«Коллаж»: Бактыгуль Шукурова, г. Кара-Балта, Кыргызстан

13 октября 2018

Бактыгуль, расскажи о себе 

По образованию я акушер, работала в роддоме. ВИЧ воспринимала как опасное и заразное заболевание. Я на самом деле считала, что это болезнь нехороших людей и тех, кто сидит в тюрьме. Мне были присущи все стереотипы, принятые в обществе. Когда бывали роженицы со статусом - я этого не скрывала.

Насмотревшись на врачебные ошибки, на халатность, которая калечит судьбы людей, я решила уйти в журналистику. В личной жизни произошел развод - осталась одна с ребенком. Новое поприще стало для меня возможностью говорить о проблемах. И о таких женщинах, как я.

Как давно это было?

Был 2000 год, я попала на тренинги по репродуктивному и сексуальному здоровью. Вскоре стала членом общественного объединения "Альянс по репродуктивному здоровью", и мне предложили попробовать себя в роли тренера. Помогло медицинское образование, плюс я прошла дополнительное обучение. Проводили тренинги для беженцев – этнических кыргызов из Таджикистана. Обучали планированию семьи, использованию средства контрацепции и т.д. Парадокс заключался в том, что я вела сессии на тему инфекций, передающихся половым путем, и ВИЧ.

Про личную жизнь

В 2010 году вышло так, что я стала общаться с человеком, который находился в местах лишения свободы. Чем-то он меня зацепил, внутри произошла переоценка ценностей, и я решилась поехать к нему на свидание. Высокие железные ворота, какой-то час на встречу матери с сыном и на визит семьи с детьми. Увиденное меня поразило, а он меня удивил. Я продолжила ездить. Естественно у нас бывали и длительные свидания – день, и три дня. Человек хотел строить со мной отношения, хотел ребенка. Я желала того же после 10 лет одиночества.

Многие меня осуждали. Говорили, что я делаю из себя жертву. Не понимали, что может связывать меня с тем, кто сидит в тюрьме, кто имеет опыт употребления тяжелых наркотиков. Однако я увидела в нем хорошего, доброго человека, у которого так сложилась судьба. Можно сказать, что это была любовь.

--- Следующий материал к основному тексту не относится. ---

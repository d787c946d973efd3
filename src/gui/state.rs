//! UI state machine. Holds no widgets, so every transition can be driven
//! directly from tests.

use std::path::PathBuf;
use crate::common::Frame;
use crate::data::send_channels::{Job, WorkerEvent};
use crate::data::TimeCalc;

#[derive(Debug, Clone, Copy, PartialEq, Eq)]
pub enum Mode {
    /// Showing the camera feed.
    Live,
    /// Frozen on the retained frame, captured or imported.
    Captured,
}

/// What the shell has to do after a transition.
#[derive(Debug)]
pub enum Action {
    Present(Frame),
    Submit(Job),
}

#[derive(Debug)]
pub struct AppState {
    mode: Mode,
    retained: Option<Frame>,
    last_live: Option<Frame>,
    dims: Option<(u32, u32)>,
    detection_enabled: bool,
    threshold: f32,
    epoch: u64,
    /// Epoch and requested threshold of the import in flight.
    import_pending: Option<(u64, Option<f32>)>,
    message: String,
    detect_time: TimeCalc,
}

impl AppState {
    pub fn new(threshold: f32) -> Self {
        Self {
            mode: Mode::Live,
            retained: None,
            last_live: None,
            dims: None,
            detection_enabled: false,
            threshold: threshold.clamp(0., 1.),
            epoch: 0,
            import_pending: None,
            message: String::new(),
            detect_time: TimeCalc::default(),
        }
    }

    pub fn mode(&self) -> Mode {
        self.mode
    }

    pub fn retained(&self) -> Option<&Frame> {
        self.retained.as_ref()
    }

    pub fn dimensions(&self) -> Option<(u32, u32)> {
        self.dims
    }

    pub fn detection_enabled(&self) -> bool {
        self.detection_enabled
    }

    pub fn threshold(&self) -> f32 {
        self.threshold
    }

    pub fn epoch(&self) -> u64 {
        self.epoch
    }

    pub fn import_pending(&self) -> bool {
        self.import_pending.is_some()
    }

    pub fn message(&self) -> &str {
        &self.message
    }

    pub fn button_label(&self) -> &'static str {
        match self.mode {
            Mode::Live => "Take a picture",
            Mode::Captured => "Retake Image",
        }
    }

    pub fn width_text(&self) -> String {
        match self.dims {
            Some((width, _)) => format!("Width: {}", width),
            None => "Width: -".to_string(),
        }
    }

    pub fn height_text(&self) -> String {
        match self.dims {
            Some((_, height)) => format!("Height: {}", height),
            None => "Height: -".to_string(),
        }
    }

    /// One-line summary for the status bar.
    pub fn status(&self) -> String {
        let mode = match self.mode {
            Mode::Live => "Live",
            Mode::Captured => "Captured",
        };
        let detection = if self.detection_enabled {
            format!("on (> {:.2})", self.threshold)
        } else {
            "off".to_string()
        };
        let mut status = format!("{} | Detection: {}", mode, detection);
        if let Some(avg) = self.detect_time.avg() {
            status.push_str(&format!(" | Avg detection: {:.1?}", avg));
        }
        if !self.message.is_empty() {
            status.push_str(" | ");
            status.push_str(&self.message);
        }
        status
    }

    /// Records a problem outside the regular transitions, e.g. a stopped worker.
    pub fn report(&mut self, message: impl Into<String>) {
        self.message = message.into();
    }

    /// A camera pull while `Live`. `None` means the device had nothing new.
    pub fn on_tick(&mut self, frame: Option<Frame>) -> Option<Action> {
        if self.mode != Mode::Live {
            return None;
        }
        let frame = frame?;

        if !self.detection_enabled {
            self.last_live = Some(frame.clone());
            return Some(Action::Present(frame));
        }

        if self.import_pending.is_some() {
            self.last_live = Some(frame);
            return None;
        }

        self.last_live = Some(frame.clone());
        Some(Action::Submit(Job::Detect {
            epoch: self.epoch,
            frame,
            threshold: self.threshold,
        }))
    }

    /// The capture/retake button.
    pub fn on_capture_pressed(&mut self) -> Option<Action> {
        if self.import_pending.is_some() {
            self.message = "Import in progress".to_string();
            return None;
        }

        match self.mode {
            Mode::Live => {
                let Some(frame) = self.last_live.clone() else {
                    self.message = "No camera frame to capture yet".to_string();
                    return None;
                };
                self.advance();
                self.mode = Mode::Captured;
                self.dims = Some(frame.dimensions());
                self.retained = Some(frame);
                self.message = "Image captured".to_string();
                self.render_retained()
            }
            Mode::Captured => {
                self.advance();
                self.mode = Mode::Live;
                self.message.clear();
                None
            }
        }
    }

    pub fn on_import_requested(&mut self, path: PathBuf) -> Option<Action> {
        if self.import_pending.is_some() {
            self.message = "Import already in progress".to_string();
            return None;
        }

        self.advance();
        let threshold = self.detection_enabled.then_some(self.threshold);
        self.import_pending = Some((self.epoch, threshold));
        self.message = format!("Importing {}", path.display());
        Some(Action::Submit(Job::Import {
            epoch: self.epoch,
            path,
            threshold,
        }))
    }

    pub fn set_detection(&mut self, enabled: bool) -> Option<Action> {
        if self.detection_enabled == enabled {
            return None;
        }
        self.detection_enabled = enabled;
        self.advance();
        self.message.clear();
        self.rerender()
    }

    pub fn set_threshold(&mut self, threshold: f32) -> Option<Action> {
        let threshold = threshold.clamp(0., 1.);
        if self.threshold == threshold {
            return None;
        }
        self.threshold = threshold;
        self.advance();
        if self.detection_enabled {
            self.rerender()
        } else {
            None
        }
    }

    pub fn on_worker_event(&mut self, event: WorkerEvent) -> Option<Action> {
        match event {
            WorkerEvent::Detected { epoch, frame, elapsed } => {
                self.detect_time.add_or_push(0, elapsed);
                self.detect_time.finish_run();
                if epoch != self.epoch {
                    log::debug!("Dropping detection result from epoch {} (now {})", epoch, self.epoch);
                    return None;
                }
                Some(Action::Present(frame))
            }
            WorkerEvent::DetectFailed { epoch, reason } => {
                if epoch != self.epoch {
                    return None;
                }
                self.detection_enabled = false;
                self.advance();
                self.message = format!("Detection disabled: {}", reason);
                None
            }
            WorkerEvent::Imported { epoch, frame, annotated } => {
                let Some((_, requested)) = self.take_import(epoch) else {
                    return None;
                };
                self.advance();
                self.mode = Mode::Captured;
                self.dims = Some(frame.dimensions());
                self.retained = Some(frame.clone());
                self.message = "Image imported".to_string();

                let wanted = self.detection_enabled.then_some(self.threshold);
                match annotated {
                    Some(Ok(annotated)) if requested == wanted => Some(Action::Present(annotated)),
                    Some(Err(reason)) => {
                        self.detection_enabled = false;
                        self.message = format!("Image imported, detection disabled: {}", reason);
                        Some(Action::Present(frame))
                    }
                    _ => self.render_retained(),
                }
            }
            WorkerEvent::ImportFailed { epoch, error } => {
                if self.take_import(epoch).is_some() {
                    self.message = format!("Import failed: {}", error);
                }
                None
            }
        }
    }

    fn take_import(&mut self, epoch: u64) -> Option<(u64, Option<f32>)> {
        match self.import_pending {
            Some((pending, _)) if pending == epoch => self.import_pending.take(),
            _ => {
                log::debug!("Dropping import result from epoch {}", epoch);
                None
            }
        }
    }

    fn advance(&mut self) {
        self.epoch += 1;
    }

    fn rerender(&mut self) -> Option<Action> {
        if self.mode == Mode::Captured && self.import_pending.is_none() {
            self.render_retained()
        } else {
            None
        }
    }

    fn render_retained(&self) -> Option<Action> {
        let frame = self.retained.clone()?;
        if self.detection_enabled {
            Some(Action::Submit(Job::Detect {
                epoch: self.epoch,
                frame,
                threshold: self.threshold,
            }))
        } else {
            Some(Action::Present(frame))
        }
    }
}

#[cfg(test)]
mod tests {
    use super::*;
    use image::RgbImage;

    fn frame(width: u32, height: u32) -> Frame {
        Frame::from(RgbImage::new(width, height))
    }

    #[test]
    fn labels_follow_mode() {
        let mut state = AppState::new(0.5);
        assert_eq!(state.button_label(), "Take a picture");
        assert_eq!(state.width_text(), "Width: -");

        state.on_tick(Some(frame(8, 6)));
        state.on_capture_pressed();
        assert_eq!(state.button_label(), "Retake Image");
        assert_eq!(state.width_text(), "Width: 8");
        assert_eq!(state.height_text(), "Height: 6");
    }

    #[test]
    fn capture_without_a_frame_is_ignored() {
        let mut state = AppState::new(0.5);
        assert!(state.on_capture_pressed().is_none());
        assert_eq!(state.mode(), Mode::Live);
        assert!(!state.message().is_empty());
    }

    #[test]
    fn threshold_is_clamped() {
        let mut state = AppState::new(3.0);
        assert_eq!(state.threshold(), 1.0);
        state.set_threshold(-1.0);
        assert_eq!(state.threshold(), 0.0);
    }
}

Я решила сделать все возможное, чтобы его вытащить. Увы, это был уже 6-ой срок, причем срок немалый... При помощи адвоката удалось выяснить, что в ходе судебного дела было много нарушений. Обычная практика: ведь он потребитель наркотиков и ранее был судим. Через ходатайство нам удалось сократить срок, потом он еще раз сократился по амнистии. У нас уже была назначена дата бракосочетания. Мы обо всем договорились с начальником тюрьмы и представителем сельского совета. И за 10 дней до назначенного дня его освободили по амнистии.

Про ВИЧ

После освобождения стали жить вместе, восстанавливать его документы и решать бытовые вопросы. На тот момент он еще принимал наркотики – встречи с друзьями, освобождение, выпивка и т.д. Тогда я узнала, что беременна. Мы были очень рады, ходили на УЗИ, встали в поликлинику на учет. Мне назначили ряд анализов, и тест на ВИЧ показал сомнительный результат. Мне было очень тяжело, много слез, переживаний, попытки суицида. Остановили мысли о моем ребенке. Тогда старшей дочери было 9 лет. Кто о ней позаботится? С кем она останется? Если не она, я бы точно наложила на себя руки.

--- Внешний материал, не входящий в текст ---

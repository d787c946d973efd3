//! Options for building the ONNX Runtime engine.

use std::path::{Path, PathBuf};
use crate::common::{InferenceDevice, ModelConfig};

#[derive(Debug, Clone)]
pub struct ConfigOrt {
    pub onnx_path: PathBuf,
    pub ort_lib_path: String,
    pub device: InferenceDevice,
    pub model_width: u32,
    pub model_height: u32,
    pub profile: bool,

    // trt related
    pub trt_engine_cache_enable: bool,
    pub trt_fp16_enable: bool,
}

impl Default for ConfigOrt {
    fn default() -> Self {
        Self {
            onnx_path: PathBuf::new(),
            ort_lib_path: String::new(),
            device: InferenceDevice::CPU,
            model_width: 416,
            model_height: 416,
            profile: false,

            trt_engine_cache_enable: true,
            trt_fp16_enable: false,
        }
    }
}

impl ConfigOrt {
    pub fn new() -> Self {
        Default::default()
    }

    pub fn from_model_config(model: &ModelConfig) -> Self {
        Self::new()
            .with_model(&model.weights_path)
            .with_ort_lib_path(&model.ort_lib_path)
            .with_device(model.inference_device)
            .with_model_width(model.width)
            .with_model_height(model.height)
    }

    pub fn with_model(mut self, onnx_path: &Path) -> Self {
        self.onnx_path = onnx_path.to_path_buf();
        self
    }

    pub fn with_ort_lib_path(mut self, ort_lib_path: &str) -> Self {
        self.ort_lib_path = ort_lib_path.to_string();
        self
    }

    pub fn with_model_width(mut self, n: u32) -> Self {
        self.model_width = n;
        self
    }

    pub fn with_model_height(mut self, n: u32) -> Self {
        self.model_height = n;
        self
    }

    pub fn with_device(mut self, device_type: InferenceDevice) -> Self {
        self.device = device_type;
        self
    }

    pub fn with_trt_fp16(mut self, x: bool) -> Self {
        self.trt_fp16_enable = x;
        self
    }

    pub fn with_profile(mut self, profile: bool) -> Self {
        self.profile = profile;
        self
    }
}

На 15–ой неделе беременности врачи попросили привести мужа, чтобы провести тестирование на ВИЧ. Сложнее всего было объяснить, почему ему нужно сдавать анализы. Но благодаря врачу, которая тогда работала в СПИД лаборатории, ее тактичности, все получилось. Это была пожилая женщина. Сначала она спросила, как лучше ему сообщить, потому что видела мое состояние и его характер. 

И эта врач провела дотестовое консультирование с каждым из нас отдельно. У нее получилось донести информацию и вызвать доверие у мужа. Она рассказала про терапию, про то, что ребенок будет совершенно здоров. И он понял, что, будучи в потреблении, пользовался одним шприцем совместно с другими, и это стало причиной заражения.

Потом мы обратились в Республиканский СПИД центр. У нас уже было понимание, что такое CD клетки и вирусная нагрузка. Анализы показали, что мужу следует начать прием АРВ терапии. Он начал пить таблетки, я стала следить за приверженностью, убеждать, что это важно. Вскоре у него выявили туберкулез и гепатит С. На этот раз он оказался в эмоциональном состоянии, близком к суициду, и стал больше употреблять наркотики. Я старалась убедить его, что если он создал семью и ребенка, то надо бороться. Получилось - он собрался с мыслями. Но поставил условие, чтобы его никто не тревожил в течение месяца. Закрылся в комнате и потреблял алкоголь. Как он сам говорит – на сухую. Без детоксикации, метадона и какой-либо помощи из вне, он пережил ломки отказа от наркотиков. В то время уровень самостигмы в нас был настолько высок, что мы ни с кем не общались и не обращались за помощью.

У него получилось.

Про роды и дискриминацию

Мы начали готовиться к родам. Я обратилась за помощью в Альянс по репродуктивному здоровью, где раньше работала тренером. Рассказала про свою ситуацию, про то, какие в моей жизни произошли изменения. В Альянсе мне оказали очень хорошую медицинскую и психологическую помощь - это были обследования, консультации гинеколога, консультации психолога. Все было на высоком уровне. 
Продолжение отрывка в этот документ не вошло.